Ex-Machina Review – Edgy Sci-Fi Tech Thriller Engages At Enter

Ex-Machina, from DNA Films and Universal Pictures International, brings to the screen, a sci-fi thriller woven together with a contemporary tech drama introducing the next phase of the extremely secretive and highly sensitive Artificial Intelligent program to the world.

Written and directed by Alex Garland, Ex-Machina stars Oscar Isaacs, Alicia Vikander and Domhnall Gleeson as the unlikely social network trio brought together under the ruse of winning a mentoring week with the world’s most recognized and intelligent Tech CEO.

We meet our highly intelligent, tech coder, Caleb, a Mark Zuckerberg type, played by Domhnall Gleeson, super intellect, who breathes code, in his cube at the office of the biggest search company in the world.

Within the first few minutes of the film, Caleb has found out he has been declared the winner in a company sponsored contest that awards the winner a one week stay with the founder at his mountain compound, where one can only gain access by helicopter.

Dropped off and given the vague instructions of follow the river, Caleb makes his way to the obscure and mysteriously styled bunker doorway. Oddly unprepared for the tech access entry and highly sophisticated interior design he stumbles through the entrance encounter.

Nathan, played by Oscar Isaacs, has developed a state of the art home including swipe cards pre-set to avoid snooping as every door is controlled by the access chip coded on the card gained at entry. We met arrogant, anti-social and oddly charismatic, Nathan, a recluse and wealthy enough not to care as he is pounding away at the heavy bag.

Caleb stumbles down the stairs as the non-descript exterior becomes a palatial underground estate, high tech and ultra-modern. The founder of the search, is a youthful, super IQ, wiz and physically attractive. Not polite or charming although he does possess common courtesies and manners even though at that level of wealth they’re not required and often overlooked.

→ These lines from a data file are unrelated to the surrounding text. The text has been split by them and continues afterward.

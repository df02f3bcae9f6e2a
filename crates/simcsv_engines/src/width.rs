#![forbid(unsafe_code)]

use simcsv_kernel_contracts::card::{CardCommands, CardIoError, WidthSpec};
use simcsv_kernel_contracts::field::FieldRecord;
use tracing::{debug, warn};

use crate::error::FieldError;
use crate::registry::FieldRegistry;
use crate::resolver::{enter_context, resolve, FieldTarget};

#[derive(Debug, Clone, PartialEq, Eq)]
pub enum WidthCheck {
    Matched(WidthSpec),
    /// The card could not report a width. Not an error; the field still runs.
    Inconclusive { reason: String },
}

impl WidthCheck {
    pub fn is_inconclusive(&self) -> bool {
        matches!(self, WidthCheck::Inconclusive { .. })
    }
}

/// Live width of the target object. Never cached across sessions.
pub fn query_width<C: CardCommands + ?Sized>(
    card: &mut C,
    target: &FieldTarget,
) -> Result<WidthSpec, CardIoError> {
    let id = &target.object.identifier;
    let total = card.binary_width(id)?;
    if !target.object.is_record_structured {
        return Ok(WidthSpec::flat(total));
    }
    let count = card.record_count(id)?;
    WidthSpec::records(total, count).map_err(|v| CardIoError::new(v.to_string()))
}

/// Checks that the record's value exactly fills the storage it targets.
pub fn verify_width<C: CardCommands + ?Sized>(
    card: &mut C,
    registry: &FieldRegistry,
    record: &FieldRecord,
) -> Result<WidthCheck, FieldError> {
    let name = record.name.as_str();
    let target = resolve(registry, name)?;
    enter_context(card, name, &target.object)?;

    let spec = match query_width(card, &target) {
        Ok(spec) => spec,
        Err(e) => {
            warn!(field = name, error = %e, "unable to verify field width");
            return Ok(WidthCheck::Inconclusive {
                reason: e.to_string(),
            });
        }
    };

    let width_bytes = match target.record {
        Some(n) if n.get() > spec.record_count => {
            return Err(FieldError::InputContract {
                field: name.to_string(),
                reason: format!(
                    "record {n} is out of range, object has {} records",
                    spec.record_count
                ),
            });
        }
        Some(_) => spec.record_width(),
        None => spec.total_bytes,
    };
    let value_bytes = record.value.len() / 2;
    if value_bytes != width_bytes {
        return Err(FieldError::WidthMismatch {
            field: name.to_string(),
            value_bytes,
            width_bytes,
        });
    }
    debug!(field = name, width_bytes, "field width verified");
    Ok(WidthCheck::Matched(spec))
}
#![forbid(unsafe_code)]

//! Where the ADM PIN for the inserted card comes from.

use std::collections::BTreeMap;
use std::fs;
use std::path::Path;

use simcsv_engines::pin::AdmPin;
use simcsv_engines::pin_vault::{PinVault, VaultError};
use simcsv_engines::CredentialError;
use simcsv_kernel_contracts::identity::CardIdentity;
use thiserror::Error;
use tracing::info;

#[derive(Debug, Error)]
pub enum PinSourceError {
    #[error("PIN map '{0}' must be a .json file")]
    NotJson(String),
    #[error("unable to read PIN map: {0}")]
    Io(#[from] std::io::Error),
    #[error("PIN map is not valid JSON: {0}")]
    Json(#[from] serde_json::Error),
    #[error("PIN map entry for IMSI {0} must be a string or number")]
    InvalidMapEntry(String),
    #[error("card IMSI could not be read, so its ADM PIN cannot be looked up")]
    ImsiUnavailable,
    #[error("IMSI {0} is not in the PIN map")]
    ImsiNotInMap(String),
    #[error("no ADM PIN stored in the vault for IMSI {0}")]
    ImsiNotInVault(String),
    #[error("PIN vault: {0}")]
    Vault(#[from] VaultError),
    #[error(transparent)]
    Format(#[from] CredentialError),
}

#[derive(Debug, Clone)]
pub enum PinSource {
    /// One PIN for every card.
    Direct(String),
    /// PIN looked up by the card's IMSI.
    ImsiMap(BTreeMap<String, String>),
    /// PIN looked up by IMSI in the encrypted vault.
    Vault(PinVault),
}

impl PinSource {
    /// `{ "<imsi>": "<pin>" }`; numeric PINs are accepted as their decimal text.
    pub fn load_imsi_map(path: &Path) -> Result<Self, PinSourceError> {
        if path.extension().and_then(|e| e.to_str()) != Some("json") {
            return Err(PinSourceError::NotJson(path.display().to_string()));
        }
        let raw: BTreeMap<String, serde_json::Value> =
            serde_json::from_str(&fs::read_to_string(path)?)?;
        let mut map = BTreeMap::new();
        for (imsi, value) in raw {
            let pin = match value {
                serde_json::Value::String(s) => s,
                serde_json::Value::Number(n) => n.to_string(),
                _ => return Err(PinSourceError::InvalidMapEntry(imsi)),
            };
            map.insert(imsi.trim().to_string(), pin);
        }
        info!(entries = map.len(), "PIN map loaded");
        Ok(PinSource::ImsiMap(map))
    }

    /// Resolves the PIN for the card in front of us. A missing IMSI fails at once.
    pub fn resolve(&self, identity: &CardIdentity) -> Result<AdmPin, PinSourceError> {
        let card_imsi = || identity.imsi.as_ref().ok_or(PinSourceError::ImsiUnavailable);
        match self {
            PinSource::Direct(pin) => Ok(AdmPin::parse(pin)?),
            PinSource::ImsiMap(map) => {
                let imsi = card_imsi()?;
                let pin = map
                    .get(imsi.as_str())
                    .ok_or_else(|| PinSourceError::ImsiNotInMap(imsi.to_string()))?;
                Ok(AdmPin::parse(pin)?)
            }
            PinSource::Vault(vault) => {
                let imsi = card_imsi()?;
                vault
                    .lookup(imsi)?
                    .ok_or_else(|| PinSourceError::ImsiNotInVault(imsi.to_string()))
            }
        }
    }
}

Nathan is hard charging, a take no prisoners, and failure is not an option type person; a heavy and impulsive drinker, a non-traditionalist when it comes to physical fitness, and so confident in his intellect that his newest project, as he is so sure he can dominate, is complete, he says, without the one element that would still allow him to exercise his deity complex. Confident his personality is sufficient to conquer anyone, anything and clearly a machine, he overlooks a single element.

So our two super intellects, with a combined IQ of 400+, meet and the two bounce jargon off each other like static electricity hoping to see whom can impress whom first. As Nathan is the boss, our contest winner, Caleb, pulls back as he is instructed to do and becomes “two guys hanging out.”

Which is when he is told the real reason he is brought to the compound. The Turing Test, the idea of testing Artificial Intelligence, a machine’s ability to exhibit intelligence equivalent to a human.  

Which is when we meet the lovely, Ava, played by Alicia Vikander, who captures the physicality of the robotic movement, with slightly staccato movement, as she listens, moves, determines her next questions. She is in robotic form during the beginning portion of the film, a mesh body suit, (she explained at Press Day and not CGI).

Thus begins the week when intellects collide, Nathan, with nothing to prove, and Caleb, genius, limited socially, and employed, and now Ava an engineered intellect based on a combination of search patterns and a brain constructed in lab, by a card carrying member of Mensa International, which brings her artificial intellect to astonishing levels.

By weeks end, hard charging Nathan has proven himself, domineering, arrogant, a nasty bad guy, who is lucky he invented search or he would be lost, a hated soul in a mean world. As it is he is revered, lauded, and as wits match wits, the three play physically chess to see who makes check-mate first and who counters, only in this game it is winner take all.

Ex-Machina delivers heightened levels of suspense as our two guys hanging become challenged by the obstacles presented before them. A dark contrasting and next level social network, Ex-Machina takes the foundation of what was once held in the darkest of government experimental laboratories and brings it into the open. The moral and ethical questions are clearly present and one wonders as one sees continued degradation of society if a mechanical answer to some deeply disturbing behaviors would curb directed violence.

The film is smooth. The acting is outstanding. The three capture their characters and portray them with authenticity. Individually, each have a pivotal turning point or arch that is evident and seen and moves the characters into the final act.

The ending is unexpected and creates an equation that factors in variables of determination and desire versus control and dominance and of course, as many a founding father has said, liberty above all else drives a man’s soul, mind and being, take it and witness a new man.

Ex-Machina is a must see. It is entertaining, well-acted, a high state of the art adventure movie with tech developments very present, at the forefront, causing the mind to wonder if someone is creating suspended realities that include A.I. creation can it then be realized? Is it being realized? Are we at the beginning?

Ex-Machina is rated R and does have high levels of nudity. The mesh body suit is replaced with flesh which then becomes the nudity. Heavy drinking, violence, language and disturbing ideas are also depicted.

Ex-Machina opens April 9, 2015. Check local listings.